The sitcom, based on the misadventures of a family with a psychologist father (Alan Thicke) and a journalist mother (Joanna Kerns) aired from 1985 until 1992. Miller, Cameron and Gold played their children.
“I have spoken to both Tracey and Kirk and they are both on board,” Miller, 42, told Closer Weekly Sunday. “Joanna [Kerns] would be interested, but she would most likely only come back for a few episodes since she is the busiest director in Hollywood, but if we could get her to direct the reboot that would be amazing.”
However, the potential reboot would be bittersweet. Thicke, who starred as the beloved patriarch, passed away in 2016 at age 69 from a ruptured aorta.

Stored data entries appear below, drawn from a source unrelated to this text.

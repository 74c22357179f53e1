use std::path::PathBuf;

pub type Result<T> = std::result::Result<T, Error>;

#[derive(Debug, thiserror::Error)]
pub enum Error {
    #[error(transparent)]
    Io(#[from] std::io::Error),
    #[error(transparent)]
    Notebook(#[from] cellflow::Error),
    #[error("Config error in {}: {message}", path.display())]
    Config { path: PathBuf, message: String },
    #[error("No config directory available on this platform")]
    NoConfigDir,
    #[error("JSON output failed: {0}")]
    Json(#[from] serde_json::Error),
}
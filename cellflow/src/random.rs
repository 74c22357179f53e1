//! Injectable sources of uniform noise.

use std::sync::Arc;

use parking_lot::Mutex;

/// Uniform random values in `[0, 1)`.
pub trait RandomSource {
    fn next(&mut self) -> f64;
}

impl<R: RandomSource + ?Sized> RandomSource for &mut R {
    fn next(&mut self) -> f64 {
        (**self).next()
    }
}

impl<R: RandomSource + ?Sized> RandomSource for Box<R> {
    fn next(&mut self) -> f64 {
        (**self).next()
    }
}

/// A random source shared between a notebook and the cell that draws from it.
///
/// Only ever locked from the thread running the evaluation pass.
pub type SharedSource = Arc<Mutex<dyn RandomSource + Send>>;

pub fn shared(source: impl RandomSource + Send + 'static) -> SharedSource {
    Arc::new(Mutex::new(source))
}

/// Production source backed by `fastrand`.
#[derive(Clone, Debug)]
pub struct FastRandSource {
    rng: fastrand::Rng,
}

impl FastRandSource {
    pub fn new() -> Self {
        Self {
            rng: fastrand::Rng::new(),
        }
    }

    pub fn with_seed(seed: u64) -> Self {
        Self {
            rng: fastrand::Rng::with_seed(seed),
        }
    }

    /// Seeded when `seed` is given, otherwise seeded from the environment.
    pub fn from_seed(seed: Option<u64>) -> Self {
        seed.map_or_else(Self::new, Self::with_seed)
    }
}

impl Default for FastRandSource {
    fn default() -> Self {
        Self::new()
    }
}

impl RandomSource for FastRandSource {
    fn next(&mut self) -> f64 {
        self.rng.f64()
    }
}

#[cfg(test)]
mod tests {
    use super::*;

    #[test]
    fn values_stay_in_unit_interval() {
        let mut source = FastRandSource::with_seed(7);
        for _ in 0..1000 {
            let v = source.next();
            assert!((0.0..1.0).contains(&v));
        }
    }

    #[test]
    fn same_seed_same_sequence() {
        let mut a = FastRandSource::with_seed(42);
        let mut b = FastRandSource::with_seed(42);
        let left: Vec<f64> = (0..16).map(|_| a.next()).collect();
        let right: Vec<f64> = (0..16).map(|_| b.next()).collect();
        assert_eq!(left, right);
    }

    #[test]
    fn shared_source_is_usable_through_the_lock() {
        let source = shared(FastRandSource::with_seed(1));
        let v = source.lock().next();
        assert!((0.0..1.0).contains(&v));
    }
}
/// Outcome of a committed propagation pass.
#[derive(Clone, Debug, Default, PartialEq)]
pub struct PassReport {
    pub pass: u64,

    /// Source cell that was set, `None` for [`DependencyGraph::evaluate_all`].
    pub trigger: Option<String>,

    /// Cells whose values were committed, in evaluation order.
    pub recomputed: Vec<String>,

    pub duration: Duration,
}

impl PassReport {
    pub fn was_recomputed(&self, name: &str) -> bool {
        self.recomputed.iter().any(|cell| cell == name)
    }

    /// One-line summary for logs and status bars.
    ///
    /// Format: `pass 3 [sample_size] 4 cells in 0.21ms`
    pub fn summary(&self) -> String {
        format!(
            "pass {} [{}] {} cells in {:.2}ms",
            self.pass,
            self.trigger.as_deref().unwrap_or("all"),
            self.recomputed.len(),
            self.duration.as_secs_f64() * 1000.0,
        )
    }
}

/// A directed acyclic graph of cells and their cached values.
///
/// # Invariants
///
/// 1. **Acyclic:** registration rejects any cell that would close a cycle,
///    including cycles through forward references.
/// 2. **Sources always hold a value:** a cell without dependencies computes its
///    default at registration and only changes through `set_value`.
/// 3. **All-or-nothing passes:** no pass commits a subset of its cells.
#[derive(Default)]
pub struct DependencyGraph {
    cells: Vec<Cell>,
    index: HashMap<String, usize>,

    /// Dependency name -> cells that declare it. Keyed by name so that forward
    /// references resolve once the dependency is registered.
    dependents: HashMap<String, Vec<usize>>,

    /// Id of the last committed pass. Registration happens in pass 0.
    pass: u64,
}
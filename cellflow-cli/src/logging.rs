//! Tracing subscriber setup.
//!
//! The filter comes from `CELLFLOW_LOG` and defaults to `warn`. The TUI owns
//! the terminal, so in that mode logs go to a file in the cache directory.

use std::fs;

use tracing_appender::non_blocking::WorkerGuard;
use tracing_subscriber::{layer::SubscriberExt, util::SubscriberInitExt, EnvFilter};

use crate::errors::Result;

pub const LOG_ENV: &str = "CELLFLOW_LOG";

fn env_filter() -> EnvFilter {
    EnvFilter::try_from_env(LOG_ENV).unwrap_or_else(|_| EnvFilter::new("warn"))
}

/// Install the global subscriber. Keep the returned guard alive until exit so
/// buffered file logs are flushed.
pub fn init(to_file: bool) -> Result<Option<WorkerGuard>> {
    if !to_file {
        tracing_subscriber::registry()
            .with(env_filter())
            .with(tracing_subscriber::fmt::layer().with_writer(std::io::stderr))
            .try_init()
            .ok();
        return Ok(None);
    }

    let Some(log_dir) = dirs::cache_dir().map(|p| p.join("cellflow")) else {
        tracing_subscriber::registry().with(env_filter()).try_init().ok();
        return Ok(None);
    };
    fs::create_dir_all(&log_dir)?;

    let file_appender = tracing_appender::rolling::never(&log_dir, "cellflow.log");
    let (non_blocking, guard) = tracing_appender::non_blocking(file_appender);

    tracing_subscriber::registry()
        .with(env_filter())
        .with(
            tracing_subscriber::fmt::layer()
                .with_writer(non_blocking)
                .with_ansi(false)
                .with_target(false),
        )
        .try_init()
        .ok();

    Ok(Some(guard))
}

“Losing him was very difficult,” admitted Miller. “It still hurts. I tried to call him the other day. I had a project that I got approached about and I wanted to share it with him and see if it was a good idea, and I picked up the phone and started dialing and realized I couldn’t In all my years I’ve only had one fan and one person had a negative thing to say about him in 30 plus years and it was just a guy who said ‘he kind of blew me off.’ I said everybody has bad days, but Alan never did that. He was the warmest, most wonderful guy I knew.”
Miller explained that launching a reboot of “Growing Pains” would honor Thicke as he originally wanted to bring the idea to life before his passing.
“It’s really in its kicking around stages,” said Miller. “Alan was the motivating force behind getting it going, and when he passed it kind of fell by the wayside. So me, Tracey and Kirk are trying to see it through.”
Miller revealed he also talked to Patrika Darbo, who played four different roles on the show, about being part of the revival, as well as his “favorite human being on the planet,” Sam Anderson, who portrayed Principal Dewitt.
“We loved our ‘Growing Pains’ family and we were blessed to be able to share that with America,” said Miller. “Being able to do that again would be very special.”
Back in 2016, Cameron, 48, told The Hollywood Reporter that despite his conservative values, he does have a positive relationship with Hollywood.
“I’m so thankful for the platform it provided me,” he said at the time. “Without ‘Growing Pains,’ you and I wouldn’t be talking. It launched a career, and I met my wife on the show. I’m shocked that after 30 years, people are still interested in what I have to say, and I have Hollywood to thank for that.”
Cameron also clarified that it would be unlikely for Leonardo DiCaprio, who appeared in “Growing Pains” from 1991 until 1992 to be a part of the reboot.
“I have not gotten a call from Leonardo in many years,” said Cameron. “My wife and I went to dinner with him 20 years ago, so I haven’t seen him since he was crawling through the icy tundra. It was great, but I don’t remember the conversation. We knew when he was on ‘Growing Pains’ that, clearly, he was a super-talented guy. Some people don’t even remember he was on ‘Growing Pains.’ He was the little homeless kid that was hanging out in the janitor’s closet that I took into the family. Things worked out well for him.”